Evisceration is the extrusion of viscera outside the body through a wound
or a surgical incision.

  • Treatment: protection of organs (from contamination and desiccation), stabilization,
    bacterial culture, AB, surgical closure (thorough lavage; drain?).
34
Q

Trauma-associated gastrointestinal injury.

A

Primary gastrointestinal injuries can include:
* Minor bowel contusions/hematomas
* Mesenteric tears
* Vascular compromise/avulsion
* Penetrating wounds resulting in septic peritonitis.

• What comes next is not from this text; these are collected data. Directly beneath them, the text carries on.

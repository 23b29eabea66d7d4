pub mod ports;
pub mod report;
pub mod scan;

use std::fs::File;
use std::io::BufWriter;
use std::path::{Path, PathBuf};
use std::time::{Duration, SystemTime, UNIX_EPOCH};

use clap::{ArgAction, Args, Parser, Subcommand};
use colored::*;
use portsweep_common::config::{
    Config, DEFAULT_ELEVATE, DEFAULT_INPUT, DEFAULT_MAX_RETRIES, DEFAULT_NMAP, NmapOptions,
    OutputFormat,
};
use portsweep_common::error::Result;
use portsweep_common::network::ports::PortPlan;
use portsweep_core::pipeline::SweepSummary;
use portsweep_core::report::{
    CsvSink, ReportEmitter, TabularEmitter, TextEmitter, open_output_file,
};
use tracing::{info, warn};

use crate::terminal::spinner::SuspendedStdout;
use crate::terminal::{colors, print};

#[derive(Parser)]
#[command(name = "portsweep", version)]
#[command(about = "Sweeps a spreadsheet of hosts with nmap and reports their ports.")]
pub struct CommandLine {
    #[command(subcommand)]
    pub command: Commands,

    /// Print less; repeat to keep errors only
    #[arg(short, long, global = true, action = ArgAction::Count)]
    pub quiet: u8,

    /// Skip the title bar
    #[arg(long, global = true)]
    pub no_banner: bool,
}

#[derive(Subcommand)]
pub enum Commands {
    /// Scan every address listed in a workbook
    #[command(alias = "s")]
    Scan {
        /// Workbook with one address per cell
        #[arg(short, long, value_name = "PATH", default_value = DEFAULT_INPUT)]
        input: PathBuf,
        #[command(flatten)]
        output: OutputArgs,
        #[command(flatten)]
        ports: PortArgs,
        #[command(flatten)]
        nmap: NmapArgs,
    },
    /// Report on nmap XML saved from an earlier run
    #[command(alias = "r")]
    Report {
        xml: PathBuf,
        #[command(flatten)]
        output: OutputArgs,
        #[command(flatten)]
        ports: PortArgs,
    },
    /// Show the port plan and the CSV header it yields
    #[command(alias = "p")]
    Ports {
        #[command(flatten)]
        ports: PortArgs,
    },
}

#[derive(Args)]
pub struct OutputArgs {
    /// csv or text
    #[arg(short, long, default_value = "csv")]
    pub format: OutputFormat,

    /// Directory receiving output_<unixtime>.csv
    #[arg(short, long, value_name = "DIR", default_value = ".")]
    pub output_dir: PathBuf,
}

#[derive(Args)]
pub struct PortArgs {
    /// TCP ports, e.g. 22,80,8000-8010 [default: built-in list]
    #[arg(long, value_name = "LIST")]
    pub tcp_ports: Option<String>,

    /// UDP ports [default: built-in list]
    #[arg(long, value_name = "LIST")]
    pub udp_ports: Option<String>,
}

impl PortArgs {
    pub fn plan(&self) -> Result<PortPlan> {
        PortPlan::with_defaults(self.tcp_ports.as_deref(), self.udp_ports.as_deref())
    }
}

#[derive(Args)]
pub struct NmapArgs {
    /// nmap executable
    #[arg(long, value_name = "PATH", default_value = DEFAULT_NMAP)]
    pub nmap: String,

    /// Privilege wrapper run in front of nmap
    #[arg(long, value_name = "CMD", default_value = DEFAULT_ELEVATE)]
    pub elevate: String,

    /// Run nmap directly, even when not root
    #[arg(long, conflicts_with = "elevate")]
    pub no_elevate: bool,

    #[arg(long, value_name = "N", default_value_t = DEFAULT_MAX_RETRIES)]
    pub max_retries: u32,

    /// Leave --append-output off the nmap command line
    #[arg(long)]
    pub no_append_output: bool,
}

impl From<&NmapArgs> for NmapOptions {
    fn from(args: &NmapArgs) -> Self {
        NmapOptions {
            binary: args.nmap.clone(),
            elevate: (!args.no_elevate).then(|| args.elevate.clone()),
            max_retries: args.max_retries,
            append_output: !args.no_append_output,
        }
    }
}

impl CommandLine {
    pub fn parse_args() -> Self {
        Self::parse()
    }

    /// Everything the chosen command needs, port lists validated.
    pub fn config(&self) -> Result<Config> {
        let mut cfg: Config = Config {
            quiet: self.quiet,
            no_banner: self.no_banner,
            ..Config::default()
        };

        match &self.command {
            Commands::Scan {
                input,
                output,
                ports,
                nmap,
            } => {
                cfg.input = input.clone();
                cfg.format = output.format;
                cfg.output_dir = output.output_dir.clone();
                cfg.ports = ports.plan()?;
                cfg.nmap = NmapOptions::from(nmap);
            }
            Commands::Report { xml, output, ports } => {
                cfg.input = xml.clone();
                cfg.format = output.format;
                cfg.output_dir = output.output_dir.clone();
                cfg.ports = ports.plan()?;
            }
            Commands::Ports { ports } => {
                cfg.ports = ports.plan()?;
            }
        }

        Ok(cfg)
    }
}

/// Seconds since the epoch, naming the CSV file for this run.
pub(crate) fn unix_now() -> u64 {
    SystemTime::now()
        .duration_since(UNIX_EPOCH)
        .map(|d| d.as_secs())
        .unwrap_or_default()
}

/// Builds the emitter for `cfg.format`. In CSV mode also returns the file
/// rows go to.
pub(crate) fn emitter_for(
    cfg: &Config,
    started_at: u64,
) -> Result<(Box<dyn ReportEmitter>, Option<PathBuf>)> {
    match cfg.format {
        OutputFormat::Text => {
            let emitter: Box<dyn ReportEmitter> =
                Box::new(TextEmitter::new(BufWriter::new(SuspendedStdout)));
            Ok((emitter, None))
        }
        OutputFormat::Csv => {
            let (file, path, fresh) = open_output_file(&cfg.output_dir, started_at)?;
            let sink: CsvSink<File> = CsvSink::new(file);
            let mut emitter: TabularEmitter = TabularEmitter::new(Box::new(sink), &cfg.ports);

            if fresh {
                if let Err(e) = emitter.write_header() {
                    warn!("{e}; rows follow without a header");
                }
            } else {
                info!("appending to existing {}", path.display());
            }
            let emitter: Box<dyn ReportEmitter> = Box::new(emitter);
            Ok((emitter, Some(path)))
        }
    }
}

pub(crate) fn print_summary(
    summary: &SweepSummary,
    elapsed: Duration,
    destination: Option<&Path>,
    cfg: &Config,
) {
    let hosts: ColoredString = format!("{} hosts", summary.hosts).bold().green();
    let open: ColoredString = format!("{} open ports", summary.open_ports)
        .bold()
        .color(colors::OPEN_PORT);
    let took: ColoredString = format!("{:.2}s", elapsed.as_secs_f64()).bold().yellow();
    let output: ColoredString =
        format!("Sweep Complete: {hosts} with {open} in {took}").color(colors::TEXT_DEFAULT);

    if summary.write_failures > 0 {
        warn!("{} hosts could not be written", summary.write_failures);
    }

    if cfg.quiet > 0 {
        return;
    }

    print::fat_separator();
    print::centerln(&output.to_string());
    if let Some(path) = destination {
        print::centerln(&path.display().to_string().color(colors::PRIMARY).to_string());
    }
}

// ╔════════════════════════════════════════════╗
// ║ ████████╗███████╗███████╗████████╗███████╗ ║
// ║ ╚══██╔══╝██╔════╝██╔════╝╚══██╔══╝██╔════╝ ║
// ║    ██║   █████╗  ███████╗   ██║   ███████╗ ║
// ║    ██║   ██╔══╝  ╚════██║   ██║   ╚════██║ ║
// ║    ██║   ███████╗███████║   ██║   ███████║ ║
// ║    ╚═╝   ╚══════╝╚══════╝   ╚═╝   ╚══════╝ ║
// ╚════════════════════════════════════════════╝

  • Diagnosis: clinical examination, imaging (contrast radiography: iodine
    not barium if suspected perforation!), abdominocentesis (in case of
    ascites) + fluid analysis, bloodwork.
  • Treatment: surgery often indicated.
35
Q

Describe abdominocentesis.

A
  • Ascites is the abnormal accumulation of fluid (trauma-associated can be: blood/septic exudate/urine/bile/chyle) in the peritoneal cavity.
  • Abdominocentesis may be performed with or without (blind) ultrasound guidance in case of ascites.
  • Ultrasound guidance usually the preferred option – only confirmed
    fluid pockets are punctured.
  • Open/closed technique, similar equipment as for thoracocentesis.
  • Fluid always collected and analyzed!
36
Q

Describe blind abdominocentesis.

A

To avoid splenic injury, abdominocentesis is most commonly performed in left lateral recumbency.

  • Using an aseptic technique, an over-the needle catheter, butterfly catheter, or hypodermic needle is introduced 1–3 cm caudal to the umbilicus and just to the left of midline.
  • A single negative abdominocentesis mandates a four-quadrant peritoneal tap when paired with high clinical suspicion of abdominal effusion.
37
Q

SBS =

A

Short-bowel syndrome (SBS) is a clinical syndrome characterized by severe weight loss secondary to a malabsorptive diarrhea from a markedly shortened small intestine. SBS may be congenital or acquired.

E.g. after abdominal trauma and surgical correction which requires removal of a large portion of bowel.